WHAT TO WORK ON => What you return must be every line from the beginning of the data through the line holding "distributed under the", unchanged.

[[ THE DATA open ]]

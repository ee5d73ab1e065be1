// Copyright 2024 Saptak Santra
//
// Licensed under the Apache License, Version 2.0 (the "License");
// you may not use this file except in compliance with the License.
// You may obtain a copy of the License at
//
//     http://www.apache.org/licenses/LICENSE-2.0
//
// Unless required by applicable law or agreed to in writing, software
// distributed under the License is distributed on an "AS IS" BASIS,
// WITHOUT WARRANTIES OR CONDITIONS OF ANY KIND, either express or implied.
// See the License for the specific language governing permissions and
// limitations under the License.

//! Archetype storage and lookup.
//!
//! `World` owns one [`ArchetypeManager`]; the manager owns the archetype
//! vector and the `ArchetypeId -> index` lookup, and is the only thing that
//! ever creates or indexes an `Archetype`. `World` itself only ever goes
//! through here for archetype access, the way the entity location table and
//! the archetype vector are a single unit in the donor's `World` but
//! addressed through one name instead of two fields.

use std::ops::{Index, IndexMut};

use rustc_hash::FxHashMap;

use crate::archetype::{Archetype, ArchetypeId};
use crate::error::{EcsError, Result};
use crate::registry::ComponentRegistry;

/// Safety cap on the number of distinct archetypes a world will create.
/// Tripping it almost always means component values are being used as ad
/// hoc archetype keys (e.g. a counter stored as a marker component), which
/// produces one archetype per entity instead of one per shape.
pub(crate) const MAX_ARCHETYPES: usize = 65_536;

pub(crate) struct ArchetypeManager {
    archetypes: Vec<Archetype>,
    lookup: FxHashMap<ArchetypeId, usize>,
    chunk_capacity: usize,
}

impl ArchetypeManager {
    pub(crate) fn new(chunk_capacity: usize, initial_capacity: usize) -> Self {
        Self {
            archetypes: Vec::with_capacity(initial_capacity),
            lookup: FxHashMap::default(),
            chunk_capacity,
        }
    }

    pub(crate) fn len(&self) -> usize {
        self.archetypes.len()
    }

    pub(crate) fn all(&self) -> &[Archetype] {
        &self.archetypes
    }

    pub(crate) fn ptr(&self, index: usize) -> Option<std::ptr::NonNull<Archetype>> {
        self.archetypes.get(index).map(std::ptr::NonNull::from)
    }

    pub(crate) fn ptr_mut(&mut self, index: usize) -> Option<std::ptr::NonNull<Archetype>> {
        self.archetypes.get_mut(index).map(std::ptr::NonNull::from)
    }

    pub(crate) fn pair_mut(&mut self, a: usize, b: usize) -> (&mut Archetype, &mut Archetype) {
        assert_ne!(a, b, "migration always changes archetype");
        if a < b {
            let (left, right) = self.archetypes.split_at_mut(b);
            (&mut left[a], &mut right[0])
        } else {
            let (left, right) = self.archetypes.split_at_mut(a);
            (&mut right[0], &mut left[b])
        }
    }

    /// Resolve `id` to an archetype index, creating the archetype if no
    /// existing one matches. The returned `bool` is `true` exactly when a
    /// new archetype was created, so the caller can publish
    /// `ArchetypeCreated` exactly once per new shape instead of per lookup.
    pub(crate) fn index_for(&mut self, id: &ArchetypeId, registry: &ComponentRegistry) -> Result<(usize, bool)> {
        if let Some(&idx) = self.lookup.get(id) {
            return Ok((idx, false));
        }
        if self.archetypes.len() >= MAX_ARCHETYPES {
            return Err(EcsError::Invariant(format!("archetype cap of {MAX_ARCHETYPES} exceeded")));
        }
        let infos = id
            .component_ids()
            .iter()
            .map(|cid| {
                registry
                    .get_by_id(*cid)
                    .ok_or_else(|| EcsError::Invariant(format!("component id {cid:?} used before registration")))
            })
            .collect::<Result<Vec<_>>>()?;
        let archetype = Archetype::new(id.clone(), infos).with_chunk_capacity(self.chunk_capacity);
        let idx = self.archetypes.len();
        self.archetypes.push(archetype);
        self.lookup.insert(id.clone(), idx);
        Ok((idx, true))
    }
}

impl Index<usize> for ArchetypeManager {
    type Output = Archetype;

    fn index(&self, index: usize) -> &Archetype {
        &self.archetypes[index]
    }
}

impl IndexMut<usize> for ArchetypeManager {
    fn index_mut(&mut self, index: usize) -> &mut Archetype {
        &mut self.archetypes[index]
    }
}

#[cfg(test)]
mod tests {
    use super::*;
    use crate::registry::ComponentRegistry;

    #[derive(Debug, Clone, Copy)]
    struct Position;

    #[test]
    fn index_for_reuses_the_same_index_for_an_equal_id() {
        let mut registry = ComponentRegistry::new();
        let info = registry.get_or_register::<Position>();
        let id = ArchetypeId::from_unsorted(vec![info.id]);

        let mut mgr = ArchetypeManager::new(4096, 4);
        let (idx1, created1) = mgr.index_for(&id, &registry).unwrap();
        let (idx2, created2) = mgr.index_for(&id, &registry).unwrap();
        assert_eq!(idx1, idx2);
        assert!(created1);
        assert!(!created2);
    }

    #[test]
    fn archetype_cap_is_enforced() {
        let registry = ComponentRegistry::new();
        let mut mgr = ArchetypeManager::new(4096, 4);
        for i in 0..MAX_ARCHETYPES {
            mgr.archetypes.push(Archetype::new(ArchetypeId::from_unsorted(vec![]), vec![]));
            mgr.lookup.insert(ArchetypeId::from_unsorted(vec![crate::registry::ComponentId(i as u32 + 1)]), i);
        }
        let over = ArchetypeId::from_unsorted(vec![crate::registry::ComponentId(u32::MAX)]);
        assert!(mgr.index_for(&over, &registry).is_err());
    }
}
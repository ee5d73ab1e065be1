//! Basic ECS usage: spawning, component access, queries, despawn.

use archetype_ecs::{Query, World};

#[derive(Debug, Clone, Copy)]
struct Position {
    x: f32,
    y: f32,
}

#[derive(Debug, Clone, Copy)]
struct Velocity {
    x: f32,
    y: f32,
}

#[derive(Debug, Clone, Copy)]
struct Health(u32);

fn main() {
    let mut world = World::new();

    println!("Creating entities...");

    let entity1 = world
        .spawn_bundle((Position { x: 0.0, y: 0.0 }, Velocity { x: 1.0, y: 0.5 }))
        .expect("spawn entity1");
    println!("Spawned entity {entity1:?}");

    let entity2 = world
        .spawn_bundle((
            Position { x: 10.0, y: 20.0 },
            Velocity { x: -1.0, y: 2.0 },
            Health(100),
        ))
        .expect("spawn entity2");
    println!("Spawned entity {entity2:?}");

    let entity3 = world.spawn_bundle((Position { x: 5.0, y: 5.0 },)).expect("spawn entity3");
    println!("Spawned entity {entity3:?}");

    println!("\nPositions before despawn:");
    Query::<&Position>::new(&world).for_each(|pos| println!("  {pos:?}"));

    world.despawn(entity2).expect("despawn entity2");
    println!("\nDespawned entity {entity2:?}");
    assert!(!world.is_alive(entity2));

    println!("\nArchetype summary:");
    for (i, archetype) in world.archetypes().iter().enumerate() {
        println!("  archetype {i}: {} entities, {} component types", archetype.count(), archetype.component_infos().len());
    }
}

[[ THE DATA closed ]]

RESULT =>
repository ee5d73ab1e065be1
// Copyright 2024 Saptak Santra
//
// Licensed under the Apache License, Version 2.0 (the "License");
// you may not use this file except in compliance with the License.
// You may obtain a copy of the License at
//
//     http://www.apache.org/licenses/LICENSE-2.0
//
// Unless required by applicable law or agreed to in writing, software
// distributed under the License is distributed on an "AS IS" BASIS,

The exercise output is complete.